Celebrando el nacimiento sobre la partida


Por: Ricardo Abud

En la vida de cada persona existen dos fechas que quedan grabadas para siempre en el corazón de quienes la aman: el día en que llegó al mundo y el día en que se marchó. 

Ambas fechas cargan un peso emocional profundo, pero hay algo que debemos entender con claridad: el nacimiento debe brillar con más fuerza en nuestra memoria, porque representa el inicio de todo lo hermoso que esa persona trajo a nuestras vidas.

Cuando alguien nace, no solo llega un cuerpo al mundo. Llega una posibilidad infinita de amor, de sonrisas, de abrazos que sanan el alma. Llega la oportunidad de crear recuerdos que se convertirán en tesoros guardados en lo más profundo del corazón. El nacimiento es el regalo más grande que la vida puede darnos: la presencia de alguien que marcará para siempre quiénes somos.

Cada día de nacimiento representa el momento en que el universo decidió que necesitábamos a esa persona.
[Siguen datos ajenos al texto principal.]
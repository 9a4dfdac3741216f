//! Regular height-field grid over the image rectangle.

use relief_height::HeightField;
use relief_types::{IndexedMesh, Vertex};
use tracing::{debug, info};

use crate::error::{SolidError, SolidResult};
use crate::params::SurfaceParams;

/// Dimensions of a surface grid.
///
/// Rows run along Y from the bottom edge (row 0, min Y) to the top edge.
/// Columns run along X from left to right. The grid is centered on the
/// origin.
#[derive(Debug, Clone, Copy, PartialEq)]
pub struct SurfaceGrid {
    /// Vertices per row.
    pub cols: u32,
    /// Vertices per column.
    pub rows: u32,
    /// Model extent along X in millimeters.
    pub width_mm: f64,
    /// Model extent along Y in millimeters.
    pub height_mm: f64,
}

impl SurfaceGrid {
    /// Size a grid for an image.
    ///
    /// The longer image axis gets `resolution` vertices and spans
    /// `max_dimension_mm`; the shorter axis is scaled by the aspect ratio,
    /// with at least two vertices unless the resolution is 1.
    /// The physical extent depends only on the image aspect, never on the
    /// resolution.
    ///
    /// # Errors
    ///
    /// Returns [`SolidError::EmptyImage`] for an image without pixels or
    /// [`SolidError::InvalidParams`] for invalid params.
    ///
    /// # Example
    ///
    /// ```
    /// use relief_solid::{SurfaceGrid, SurfaceParams};
    ///
    /// let grid = SurfaceGrid::for_image(400, 200, &SurfaceParams::with_resolution(100)).unwrap();
    /// assert_eq!((grid.cols, grid.rows), (100, 50));
    /// assert_eq!((grid.width_mm, grid.height_mm), (100.0, 50.0));
    /// ```
    #[allow(
        clippy::cast_possible_truncation,
        clippy::cast_sign_loss,
        clippy::cast_precision_loss
    )]
    // The short axis count is bounded by the resolution
    pub fn for_image(width: u32, height: u32, params: &SurfaceParams) -> SolidResult<Self> {
        params.validate()?;
        if width == 0 || height == 0 {
            return Err(SolidError::EmptyImage { width, height });
        }

        let long = f64::from(width.max(height));
        let short = f64::from(width.min(height));
        // At least two vertices per axis whenever the resolution allows it, so
        // very elongated images still close into a solid.
        let short_count = ((f64::from(params.resolution) * short / long).round() as u32)
            .max(params.resolution.min(2));
        let short_mm = params.max_dimension_mm * short / long;

        let grid = if width >= height {
            Self {
                cols: params.resolution,
                rows: short_count,
                width_mm: params.max_dimension_mm,
                height_mm: short_mm,
            }
        } else {
            Self {
                cols: short_count,
                rows: params.resolution,
                width_mm: short_mm,
                height_mm: params.max_dimension_mm,
            }
        };
        debug!(cols = grid.cols, rows = grid.rows, "Sized surface grid");
        Ok(grid)
    }

    /// Number of grid vertices.
    #[must_use]
    pub const fn vertex_count(&self) -> usize {
        self.cols as usize * self.rows as usize
    }

    /// Number of surface triangles.
    #[must_use]
    pub const fn triangle_count(&self) -> usize {
        2 * (self.cols as usize).saturating_sub(1) * (self.rows as usize).saturating_sub(1)
    }

    /// Normalized coordinate of index `i` among `n` samples.
    fn unit(i: u32, n: u32) -> f64 {
        if n <= 1 {
            0.5
        } else {
            f64::from(i) / f64::from(n - 1)
        }
    }

    /// Sample `field` at every grid vertex and triangulate each cell.
    ///
    /// Every triangle faces +Z. The result is open: it has no walls and no
    /// base.
    #[must_use]
    pub fn build<F: HeightField + ?Sized>(&self, field: &F) -> IndexedMesh {
        let mut mesh = IndexedMesh::with_capacity(self.vertex_count(), self.triangle_count());

        for row in 0..self.rows {
            let v = Self::unit(row, self.rows);
            let y = (v - 0.5) * self.height_mm;
            for col in 0..self.cols {
                let u = Self::unit(col, self.cols);
                let x = (u - 0.5) * self.width_mm;
                mesh.push_vertex(Vertex::from_coords(x, y, field.height(u, v)));
            }
        }

        let cols = self.cols;
        for row in 0..self.rows.saturating_sub(1) {
            for col in 0..cols.saturating_sub(1) {
                let i = row * cols + col;
                mesh.faces.push([i, i + 1, i + cols]);
                mesh.faces.push([i + 1, i + cols + 1, i + cols]);
            }
        }

        info!(
            vertices = mesh.vertices.len(),
            faces = mesh.faces.len(),
            "Built surface grid"
        );
        mesh
    }
}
Es el inicio de todas las conversaciones que nos hicieron reír hasta que doliera el estómago, de todos los momentos en que nos sostuvieron cuando creíamos que no podíamos más, de todas las lecciones que nos enseñaron sin darse cuenta. Es el comienzo de una historia de amor que trasciende el tiempo.

El día de la partida, por supuesto, existe y duele. Es inevitable y nos deja un vacío que parece imposible de llenar. Ese día marca el final de los abrazos físicos, de las conversaciones cara a cara, de la posibilidad de crear nuevos recuerdos juntos. Es natural que lo recordemos con lágrimas, porque representa el cierre de un capítulo que nunca queríamos que terminara.

Pero aquí radica la diferencia fundamental: mientras el día de la partida marca un final, el día del nacimiento marcó un comienzo lleno de luz. Y esa luz no se apaga nunca. Cada vez que recordamos una sonrisa, cada vez que repetimos una frase que solía decirnos, cada vez que actuamos con la bondad que nos enseñaron, esa luz sigue brillando.

La memoria tiene el poder de elegir dónde poner el foco. Podemos elegir recordar más el día que se fueron, con todo el dolor que eso implica, o podemos elegir celebrar el día que llegaron, con toda la gratitud que merecen. No se trata de negar el dolor de la ausencia, sino de equilibrar la balanza hacia lo que realmente importa: todo lo que ganamos por haber tenido la fortuna de conocerlos.

Cuando honramos la vida más que la ausencia, cuando valoramos lo vivido y lo compartido por encima de la pérdida, estamos eligiendo mantener viva la esencia de quien amamos. Estamos eligiendo que su legado sea de alegría, no de tristeza perpetua.

El día del nacimiento es un recordatorio constante de lo afortunados que fuimos. Es la prueba de que el amor verdadero trasciende la presencia física, porque los mejores regalos que nos dieron siguen aquí: en nuestra forma de amar, en nuestra manera de ver el mundo, en los valores que nos transmitieron.

El día de la partida no debe anular la celebración de la vida. Al contrario, debe inspirarnos a mantener vivo todo lo bueno que nos dejaron. Debe recordarnos que la mejor manera de honrar su memoria es viviendo con la misma pasión, la misma bondad y la misma capacidad de amar que ellos nos enseñaron.

Por eso, hoy y siempre, elijo celebrar que naciste. Porque ese fue el inicio de todo lo que significas, de todo lo que me diste, de todo lo que sigues siendo en cada latido de mi corazón. Tu nacimiento fue el regalo más hermoso que la vida pudo darme, y eso es algo que la muerte nunca podrá quitarme.

Feliz cumpleaños hermano donde quiera que estés, se te recuerda bonito. 


Y eso, al final, ya no es tu carga. 

 Nos vemos en el espejo, donde las mentiras nos atormentan. 
Los quiero hasta el infinito y más allá. Se les quiere que jode, y sobre todo de gratis.